Interfacial properties of the M1 segment of the nicotinic acetylcholine receptor

Abstract

We have studied the thermodynamic, surface, and structural properties of αM1 transmembrane sequence of the nicotinic acetylcholine receptor (nAChR) by using Langmuir monolayer, FT-IR spectroscopy and molecular dynamics simulation techniques in membrane-mimicking environments. M1 spontaneously incorporates into a lipid-free air–water interface, showing a favourable adsorption free energy of − 7.2 kcal/mol. A cross-sectional molecular area of 210 Å 2/molecule, a surface potential of 4.2 fV/molecule and a high stability of the film were deducted from pure M1 monolayers.

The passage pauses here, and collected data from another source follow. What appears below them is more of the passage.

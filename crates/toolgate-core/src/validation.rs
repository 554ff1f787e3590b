//! Argument validation against an [`InputSchema`]
//!
//! Validation runs in two passes over the declared properties:
//!
//! 1. every required property must be present, non-null and, for strings,
//!    non-empty; the first one that is not yields [`DispatchError::MissingArguments`];
//! 2. every present property must have the declared JSON type and, when a
//!    pattern is declared, match it; the first mismatch yields
//!    [`DispatchError::ValidationFailed`].
//!
//! Properties the schema does not declare are dropped.

use crate::descriptor::{FieldSchema, FieldType, InputSchema};
use crate::error::{DispatchError, DispatchResult};
use serde::Serialize;
use serde_json::{Map, Value};
use std::collections::HashMap;

/// A type-checked argument value
#[derive(Debug, Clone, PartialEq, Serialize)]
#[serde(tag = "type", content = "value", rename_all = "lowercase")]
pub enum ArgumentValue {
    String(String),
    Number(f64),
    Integer(i64),
    Boolean(bool),
    Object(Map<String, Value>),
    Array(Vec<Value>),
}

impl ArgumentValue {
    pub fn field_type(&self) -> FieldType {
        match self {
            ArgumentValue::String(_) => FieldType::String,
            ArgumentValue::Number(_) => FieldType::Number,
            ArgumentValue::Integer(_) => FieldType::Integer,
            ArgumentValue::Boolean(_) => FieldType::Boolean,
            ArgumentValue::Object(_) => FieldType::Object,
            ArgumentValue::Array(_) => FieldType::Array,
        }
    }

    pub fn as_str(&self) -> Option<&str> {
        match self {
            ArgumentValue::String(s) => Some(s),
            _ => None,
        }
    }

    pub fn as_i64(&self) -> Option<i64> {
        match self {
            ArgumentValue::Integer(i) => Some(*i),
            _ => None,
        }
    }

    /// Numeric view; integers widen to `f64`.
    pub fn as_f64(&self) -> Option<f64> {
        match self {
            ArgumentValue::Number(n) => Some(*n),
            ArgumentValue::Integer(i) => Some(*i as f64),
            _ => None,
        }
    }

    pub fn as_bool(&self) -> Option<bool> {
        match self {
            ArgumentValue::Boolean(b) => Some(*b),
            _ => None,
        }
    }

    pub fn as_object(&self) -> Option<&Map<String, Value>> {
        match self {
            ArgumentValue::Object(map) => Some(map),
            _ => None,
        }
    }

    pub fn as_array(&self) -> Option<&[Value]> {
        match self {
            ArgumentValue::Array(items) => Some(items),
            _ => None,
        }
    }
}

/// Arguments that passed validation, keyed by property name
#[derive(Debug, Clone, Default, PartialEq)]
pub struct ValidatedArguments {
    values: HashMap<String, ArgumentValue>,
}

impl ValidatedArguments {
    pub fn get(&self, name: &str) -> Option<&ArgumentValue> {
        self.values.get(name)
    }

    pub fn get_str(&self, name: &str) -> Option<&str> {
        self.get(name).and_then(ArgumentValue::as_str)
    }

    pub fn get_i64(&self, name: &str) -> Option<i64> {
        self.get(name).and_then(ArgumentValue::as_i64)
    }

    pub fn get_f64(&self, name: &str) -> Option<f64> {
        self.get(name).and_then(ArgumentValue::as_f64)
    }

    pub fn get_bool(&self, name: &str) -> Option<bool> {
        self.get(name).and_then(ArgumentValue::as_bool)
    }

    pub fn contains(&self, name: &str) -> bool {
        self.values.contains_key(name)
    }

    pub fn len(&self) -> usize {
        self.values.len()
    }

    pub fn is_empty(&self) -> bool {
        self.values.is_empty()
    }
}

fn is_missing(value: Option<&Value>) -> bool {
    match value {
        None | Some(Value::Null) => true,
        Some(Value::String(s)) => s.is_empty(),
        Some(_) => false,
    }
}

fn json_kind(value: &Value) -> &'static str {
    match value {
        Value::Null => "null",
        Value::Bool(_) => "boolean",
        Value::Number(_) => "number",
        Value::String(_) => "string",
        Value::Array(_) => "array",
        Value::Object(_) => "object",
    }
}

fn whole_number(value: &serde_json::Number) -> Option<i64> {
    value.as_i64().or_else(|| {
        value
            .as_f64()
            .filter(|f| f.fract() == 0.0 && f.abs() <= i64::MAX as f64)
            .map(|f| f as i64)
    })
}

fn coerce(name: &str, schema: &FieldSchema, value: &Value) -> DispatchResult<ArgumentValue> {
    let expected = schema.field_type();
    let coerced = match (expected, value) {
        (FieldType::String, Value::String(s)) => Some(ArgumentValue::String(s.clone())),
        (FieldType::Number, Value::Number(n)) => n.as_f64().map(ArgumentValue::Number),
        (FieldType::Integer, Value::Number(n)) => whole_number(n).map(ArgumentValue::Integer),
        (FieldType::Boolean, Value::Bool(b)) => Some(ArgumentValue::Boolean(*b)),
        (FieldType::Object, Value::Object(map)) => Some(ArgumentValue::Object(map.clone())),
        (FieldType::Array, Value::Array(items)) => Some(ArgumentValue::Array(items.clone())),
        _ => None,
    };

    let coerced = coerced.ok_or_else(|| {
        DispatchError::invalid(
            name,
            format!("类型错误：应为 {expected}，实际为 {}", json_kind(value)),
        )
    })?;

    if let (Some(matcher), ArgumentValue::String(s)) = (schema.matcher(), &coerced) {
        if !matcher.is_match(s) {
            let reason = match schema.description() {
                Some(description) => format!("格式无效（{description}）"),
                None => format!("格式无效，应匹配 {}", matcher.as_str()),
            };
            return Err(DispatchError::invalid(name, reason));
        }
    }

    Ok(coerced)
}

/// Validate raw JSON arguments against `schema`.
///
/// # Errors
///
/// Returns [`DispatchError::MissingArguments`] for the first required property
/// (in declaration order) that is absent, and otherwise
/// [`DispatchError::ValidationFailed`] for the first property with a wrong
/// type or a pattern mismatch.
pub fn validate(
    schema: &InputSchema,
    arguments: &Map<String, Value>,
) -> DispatchResult<ValidatedArguments> {
    for (name, _) in schema.properties() {
        if schema.is_required(name) && is_missing(arguments.get(name)) {
            return Err(DispatchError::missing(name));
        }
    }

    let mut values = HashMap::new();
    for (name, field) in schema.properties() {
        match arguments.get(name) {
            None | Some(Value::Null) => continue,
            Some(value) => {
                values.insert(name.to_string(), coerce(name, field, value)?);
            }
        }
    }

    Ok(ValidatedArguments { values })
}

FT-IR experiments and molecular dynamics simulations in membrane-mimicking environments (sodium-dodecyl-sulfate and CCl 4, respectively) indicate coexistence between helical and non-helical structures. Furthermore, mixed peptide–lipid monolayers and monolayer penetration experiments were performed in order to study the peptide–lipid interaction. Mixed with condensed lipids (dipalmitoyl-phosphocholine, and dipalmitoyl-phosphoglycerol), M1 shows immiscible/miscible behaviour at low/high peptide concentration, respectively. Conversely, a complete miscible peptide–lipid interface is observed with liquid-expanded lipids (palmitoyl-oleoyl-phosphocholine, and palmitoyl-oleoyl-phosphoglycerol). Peptide penetration experiments demonstrate that the M1 peptide preferentially interacts with zwitterionic phosphocholine interfaces.